What is Article 370?

By Nasir Mahmood

In 1947 British Colonial rule came to an end in the Subcontinent. Two separate nations were formed Pakistan & India. The partition as it is known was based on principle that all Muslim majority areas will be part of Pakistan and Hindu majority areas will become part of India. However, British left the issue of Kashmir unresolved. It was a Muslim dominated princely state ruled by Maharaja Hari Singh. The Maharaja decided to join India against the will of his people and the principles of the partition. He then negotiated a special provision which was added to India’s constitution providing autonomy to Jammu and Kashmir. Article 370 as it is known allows the state of Kashmir to have its own constitution, flag and independence over all matters except foreign affairs, defence and communications. One more provision later added under Article 370 was 35A. The 35A provides special privileges to original and permanent residents, including state government jobs and the exclusive right to own property in Kashmir. It was protecting the state’s distinct demographic character as the only Muslim-majority state in India.
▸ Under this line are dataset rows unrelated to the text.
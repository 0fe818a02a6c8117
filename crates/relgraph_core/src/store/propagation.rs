//! Inverse propagation across both sides of a relationship.
//!
//! # Responsibility
//! - Apply a link/unlink to one relationship and mirror it on the inverse.
//! - Enforce the single-value side eagerly: linking a member whose inverse
//!   belongs-to points elsewhere first detaches it from the old owner.
//!
//! # Invariants
//! - Propagation is one level deep on each side; it writes the other side's
//!   state directly and never re-enters the public edit API.
//! - The canonical layer only touches canonical state and the local layer
//!   only touches local overlays.

use crate::model::key::RecordKey;
use crate::notify::ChangedProperty;
use crate::relationship::Relationship;
use crate::schema::definition::RelationshipKind;
use crate::store::{Store, StoreResult};
use log::debug;

/// Which state layer a link/unlink writes to.
#[derive(Debug, Clone, Copy, PartialEq, Eq)]
pub(crate) enum StateLayer {
    Canonical,
    Local,
}

impl Store {
    /// Sets a belongs-to field locally and propagates to old and new inverses.
    ///
    /// # Errors
    /// - `KindMismatch`, `TypeMismatch`, `RecordNotFound`, `RecordNotLoaded`,
    ///   `RecordDeleted` for invalid usage.
    pub fn set_belongs_to(
        &mut self,
        owner: &RecordKey,
        field: &str,
        value: Option<RecordKey>,
    ) -> StoreResult<()> {
        let def = self.relationship_def_of_kind(&owner.model, field, RelationshipKind::BelongsTo)?;
        self.ensure_editable(owner)?;
        if let Some(member) = &value {
            self.ensure_member(owner, &def, member)?;
        }

        self.in_edit(|store| {
            match &value {
                Some(member) => store.link(StateLayer::Local, owner, field, member),
                None => {
                    let current = store.belongs_to(owner, field)?;
                    if let Some(current) = current {
                        store.unlink(StateLayer::Local, owner, field, &current);
                    }
                }
            }
            debug!(
                "event=belongs_to_set module=store status=ok key={owner} field={field} value={}",
                value
                    .as_ref()
                    .map_or_else(|| "null".to_string(), RecordKey::to_string)
            );
            Ok(())
        })
    }

    /// Adds `member` to a has-many field locally and propagates to its inverse.
    pub fn add_to_has_many(
        &mut self,
        owner: &RecordKey,
        field: &str,
        member: &RecordKey,
    ) -> StoreResult<()> {
        self.add_all_to_has_many(owner, field, std::slice::from_ref(member))
    }

    /// Removes `member` from a has-many field locally and propagates.
    pub fn remove_from_has_many(
        &mut self,
        owner: &RecordKey,
        field: &str,
        member: &RecordKey,
    ) -> StoreResult<()> {
        self.remove_all_from_has_many(owner, field, std::slice::from_ref(member))
    }

    /// Adds several members in one edit; nothing is applied if any is invalid.
    pub(crate) fn add_all_to_has_many(
        &mut self,
        owner: &RecordKey,
        field: &str,
        members: &[RecordKey],
    ) -> StoreResult<()> {
        self.check_has_many_edit(owner, field, members)?;
        self.in_edit(|store| {
            for member in members {
                store.link(StateLayer::Local, owner, field, member);
            }
            debug!(
                "event=has_many_add module=store status=ok key={owner} field={field} members={}",
                members.len()
            );
            Ok(())
        })
    }

    pub(crate) fn remove_all_from_has_many(
        &mut self,
        owner: &RecordKey,
        field: &str,
        members: &[RecordKey],
    ) -> StoreResult<()> {
        self.check_has_many_edit(owner, field, members)?;
        self.in_edit(|store| {
            for member in members {
                store.unlink(StateLayer::Local, owner, field, member);
            }
            debug!(
                "event=has_many_remove module=store status=ok key={owner} field={field} members={}",
                members.len()
            );
            Ok(())
        })
    }

    fn check_has_many_edit(
        &self,
        owner: &RecordKey,
        field: &str,
        members: &[RecordKey],
    ) -> StoreResult<()> {
        let def = self.relationship_def_of_kind(&owner.model, field, RelationshipKind::HasMany)?;
        self.ensure_editable(owner)?;
        for member in members {
            self.ensure_member(owner, &def, member)?;
        }
        Ok(())
    }

    /// Links `owner.field -> member` and mirrors it on the inverse side.
    pub(crate) fn link(
        &mut self,
        layer: StateLayer,
        owner: &RecordKey,
        field: &str,
        member: &RecordKey,
    ) {
        let displaced = self.link_one_side(layer, owner, field, member);
        let Some(inverse) = self.schema.inverse_of(&owner.model, field).map(str::to_string) else {
            return;
        };
        if let Some(displaced) = displaced {
            self.unlink_one_side(layer, &displaced, &inverse, owner);
        }
        if let Some(previous_owner) = self.link_one_side(layer, member, &inverse, owner) {
            self.unlink_one_side(layer, &previous_owner, field, member);
        }
    }

    /// Unlinks `owner.field -> member` on both sides.
    pub(crate) fn unlink(
        &mut self,
        layer: StateLayer,
        owner: &RecordKey,
        field: &str,
        member: &RecordKey,
    ) {
        self.unlink_one_side(layer, owner, field, member);
        if let Some(inverse) = self.schema.inverse_of(&owner.model, field).map(str::to_string) {
            self.unlink_one_side(layer, member, &inverse, owner);
        }
    }

    /// Adds `member` on one side. Returns the target a belongs-to displaced.
    pub(crate) fn link_one_side(
        &mut self,
        layer: StateLayer,
        owner: &RecordKey,
        field: &str,
        member: &RecordKey,
    ) -> Option<RecordKey> {
        let def = self.schema.relationship(&owner.model, field)?.clone();
        let record = self.records.get_mut(owner)?;
        let rel = record.relationship_or_insert(&def);
        let (changed, displaced) = match rel {
            Relationship::BelongsTo(belongs_to) => {
                let previous = match layer {
                    StateLayer::Local => belongs_to.current().cloned(),
                    StateLayer::Canonical => belongs_to.canonical().cloned(),
                };
                let changed = match layer {
                    StateLayer::Local => belongs_to.set_local(Some(member.clone())),
                    StateLayer::Canonical => belongs_to.set_canonical(Some(member.clone())),
                };
                (changed, previous.filter(|previous| previous != member))
            }
            Relationship::HasMany(has_many) => {
                let changed = match layer {
                    StateLayer::Local => has_many.add_local(member.clone()),
                    StateLayer::Canonical => has_many.add_canonical(member.clone()),
                };
                (changed, None)
            }
        };
        if layer == StateLayer::Canonical {
            rel.meta_mut().has_data = true;
        }
        self.recheck(owner);
        if changed {
            self.touch(owner, ChangedProperty::Relationship(field.to_string()));
        }
        displaced
    }

    /// Removes `member` on one side. Returns whether current state changed.
    pub(crate) fn unlink_one_side(
        &mut self,
        layer: StateLayer,
        owner: &RecordKey,
        field: &str,
        member: &RecordKey,
    ) -> bool {
        let Some(def) = self.schema.relationship(&owner.model, field).cloned() else {
            return false;
        };
        let Some(record) = self.records.get_mut(owner) else {
            return false;
        };
        let rel = record.relationship_or_insert(&def);
        let changed = match rel {
            Relationship::BelongsTo(belongs_to) => match layer {
                StateLayer::Local if belongs_to.current() == Some(member) => {
                    belongs_to.set_local(None)
                }
                StateLayer::Canonical if belongs_to.canonical() == Some(member) => {
                    belongs_to.set_canonical(None)
                }
                _ => false,
            },
            Relationship::HasMany(has_many) => match layer {
                StateLayer::Local => has_many.remove_local(member),
                StateLayer::Canonical => has_many.remove_canonical(member),
            },
        };
        if layer == StateLayer::Canonical {
            rel.meta_mut().has_data = true;
        }
        self.recheck(owner);
        if changed {
            self.touch(owner, ChangedProperty::Relationship(field.to_string()));
        }
        changed
    }
}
It is pertinent to further research that India is the only country in South Asia which has border disputes with majority of its neighbours including China, Pakistan, Nepal, Myanmar and irregular border issues with Bhutan, India is the only country in South Asia which has sent its forces in neighbouring countries including Sri Lanka 1987 to 1990, East Pakistan now Bangladesh 1970-1971. Indian army invaded and occupied Kashmir in 1949. In Bhutan making it effectively a ‘protectorate’ of India. It has history of illegal interference in internal matters of Nepal, Bhutan, Myanmar, Sri Lanka and Pakistan.